The Dukkah -- Makes a bit more than 1/4 cup
- 2 tablespoons raw pepitas or pumpkin seeds
- 2 teaspoons whole cumin seeds
- 2 teaspoons whole coriander seeds
- 2 tablespoons raw sesame seeds
- 1 ½ teaspoons good black peppercorns or grains of paradise (When using black pepper, I like a bold Malabar for this, but Tellicherry will also do just fine.)
- 1/2 teaspoon flaky sea salt, or more to taste
- Toast the pepitas or pumpkin seeds in a small heavy skillet until they just start to darken and release their fragrance. Remove immediately from the pan and allow them to cool a bit.
- Toast the cumin and coriander seeds, each in turn, in the same skillet, removing from the pan as soon as they start to darken. Do not tarry, as they can burn easily in the hot pan, even when removed from the stove.

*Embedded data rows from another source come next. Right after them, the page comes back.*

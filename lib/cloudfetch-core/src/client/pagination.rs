use std::future::Future;
use std::num::NonZeroU32;

use serde::{Deserialize, Serialize};
use tracing::{debug, warn};

use super::descriptor::Query;
use super::error::FetchError;
use crate::schema::Schema;

/// Query parameter carrying the page size.
pub const PAGE_LIMIT_PARAM: &str = "pageLimit";

/// Query parameter carrying the continuation token.
pub const DEFAULT_TOKEN_PARAM: &str = "pageNextToken";

/// Page size requested by default.
pub const DEFAULT_PAGE_LIMIT: u32 = 100;

/// One page of a list endpoint.
///
/// The continuation token is opaque: it is replayed verbatim, never parsed.
#[derive(Debug, Clone, PartialEq, Eq, Serialize, Deserialize)]
pub struct Page<T> {
    /// The items of this page.
    pub items: Vec<T>,
    /// The total number of items, when the server reports it.
    #[serde(default, skip_serializing_if = "Option::is_none")]
    pub total: Option<u64>,
    /// The token to fetch the next page, absent on the last page.
    #[serde(
        default,
        rename = "pageNextToken",
        skip_serializing_if = "Option::is_none"
    )]
    pub next_token: Option<String>,
}

/// The schema of a list response whose items match `item`.
///
/// ```rust
/// use cloudfetch_core::{Schema, page_schema};
///
/// let schema = page_schema(Schema::object().required("jobId", Schema::string()));
/// ```
pub fn page_schema(item: impl Into<Schema>) -> Schema {
    Schema::object()
        .required("items", Schema::array(item))
        .optional("total", Schema::integer().minimum(0.0))
        .optional("pageNextToken", Schema::string().min_length(1))
        .into()
}

/// How list endpoints are walked.
#[derive(Debug, Clone, PartialEq, Eq)]
pub struct PaginationConfig {
    /// Name of the query parameter carrying the continuation token.
    pub token_param: String,
    /// Page size sent as `pageLimit`, unless the descriptor already sets one.
    pub page_limit: Option<u32>,
    /// Hard ceiling on the number of pages, unbounded when `None`.
    pub max_pages: Option<NonZeroU32>,
}

impl Default for PaginationConfig {
    fn default() -> Self {
        Self {
            token_param: DEFAULT_TOKEN_PARAM.to_string(),
            page_limit: Some(DEFAULT_PAGE_LIMIT),
            max_pages: None,
        }
    }
}

impl PaginationConfig {
    /// The query of the page fetched with `token`, derived from the caller's query.
    pub(crate) fn page_query(&self, base: Option<&Query>, token: Option<&str>) -> Query {
        let mut query = base.cloned().unwrap_or_default();
        if let Some(limit) = self.page_limit
            && query.get(PAGE_LIMIT_PARAM).is_none()
        {
            query.set(PAGE_LIMIT_PARAM, limit.to_string());
        }
        if let Some(token) = token {
            query.set(&self.token_param, token);
        }
        query
    }
}

#[derive(Debug)]
enum PaginationState<T> {
    Fetching(Option<String>),
    Done(Vec<T>),
    Failed(FetchError),
}

/// Drives `fetch_page` until the server stops returning a continuation token.
///
/// Pages are fetched one after the other. Items are returned in page arrival order.
/// The first failure ends the walk and items gathered so far are dropped.
pub(crate) async fn paginate<T, F, Fut>(
    config: &PaginationConfig,
    mut fetch_page: F,
) -> Result<Vec<T>, FetchError>
where
    F: FnMut(Option<String>) -> Fut,
    Fut: Future<Output = Result<Page<T>, FetchError>>,
{
    let mut items = Vec::new();
    let mut pages = 0_u32;
    let mut state = PaginationState::Fetching(None);

    loop {
        state = match state {
            PaginationState::Fetching(token) => match fetch_page(token).await {
                Err(error) => PaginationState::Failed(error),
                Ok(page) => {
                    pages = pages.saturating_add(1);
                    debug!(
                        page = pages,
                        items = page.items.len(),
                        total = page.total,
                        has_next = page.next_token.is_some(),
                        "page received"
                    );
                    items.extend(page.items);
                    match (page.next_token, config.max_pages) {
                        (None, _) => PaginationState::Done(std::mem::take(&mut items)),
                        (Some(_), Some(max_pages)) if pages >= max_pages.get() => {
                            PaginationState::Failed(FetchError::PageLimitExceeded {
                                max_pages: max_pages.get(),
                            })
                        }
                        (Some(token), _) => PaginationState::Fetching(Some(token)),
                    }
                }
            },
            PaginationState::Done(items) => return Ok(items),
            PaginationState::Failed(error) => {
                if !items.is_empty() {
                    warn!(
                        discarded = items.len(),
                        pages, "pagination failed, dropping items of previous pages"
                    );
                }
                return Err(error);
            }
        };
    }
}
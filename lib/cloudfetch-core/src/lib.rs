//! # Cloudfetch Core
//!
//! A validated request engine for versioned JSON APIs authenticated with a bearer token.
//!
//! Every call goes through the same pipeline:
//!
//! 1. A [`RequestDescriptor`] names the resource, the query, the method and the payload.
//! 2. The [`CloudClient`] turns it into `<endpoint>/v1/<resource>[?query]`, adds the
//!    `Authorization` and `Accept` headers and hands it to a [`Transport`].
//! 3. The outcome is classified: transport failure, unexpected status, empty body or JSON body.
//! 4. A successful body is checked against a [`Schema`] by a [`SchemaValidator`], then decoded.
//!
//! List endpoints are walked with [`CloudClient::fetch_all`], following the `pageNextToken`
//! continuation token until the last page.
//!
//! Every failure is a [`FetchError`] value: nothing is retried and nothing panics.
//!
//! ## Quick Start
//!
//! ```rust,no_run
//! use cloudfetch_core::{CloudClient, Credentials, ReqwestTransport, RequestDescriptor, Schema};
//! use serde::Deserialize;
//!
//! #[derive(Debug, Deserialize)]
//! #[serde(rename_all = "camelCase")]
//! struct Bundle {
//!     bundle_id: String,
//!     version: String,
//! }
//!
//! # async fn example() -> Result<(), Box<dyn std::error::Error>> {
//! let credentials = Credentials::new("https://api.example.com".parse()?, "some-key");
//! let client = CloudClient::builder(credentials, ReqwestTransport::new()).build()?;
//!
//! let bundle: Schema = Schema::object()
//!     .required("bundleId", Schema::string().min_length(1))
//!     .required("version", Schema::string())
//!     .into();
//! let bundles: Vec<Bundle> = client
//!     .fetch_all(&RequestDescriptor::new("firmwares")?, &bundle)
//!     .await?;
//! # Ok(())
//! # }
//! ```
//!
//! ## Testing
//!
//! [`testing::MockTransport`] replays scripted responses and records requests,
//! so code built on this crate can be tested without a server.

mod client;
pub use self::client::*;

mod schema;
pub use self::schema::{
    ArraySchema, Field, NumberSchema, ObjectSchema, RecordSchema, Schema, SchemaValidator,
    StringSchema, TreeValidator,
};

pub mod testing;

- Toast the sesame seeds in the same skillet, shaking periodically to make sure they brown evenly. Remove when they start to darken just a bit.
- Grind the pepitas in a spice mill to a coarse powder. Don’t worry if there are a few larger pieces. Remove from the mill and put into a medium bowl
- Grind the spices together until fine, and then add to the bowl with the ground pepitas.
- Grind the peppercorns coarsely and add to the bowl.
- Add the sesame seeds and salt and stir well until the blend is thoroughly combined.
- Store, tightly covered, in the refrigerator. It should hold for several weeks at least, depending on the freshness of the pepitas and sesame seeds.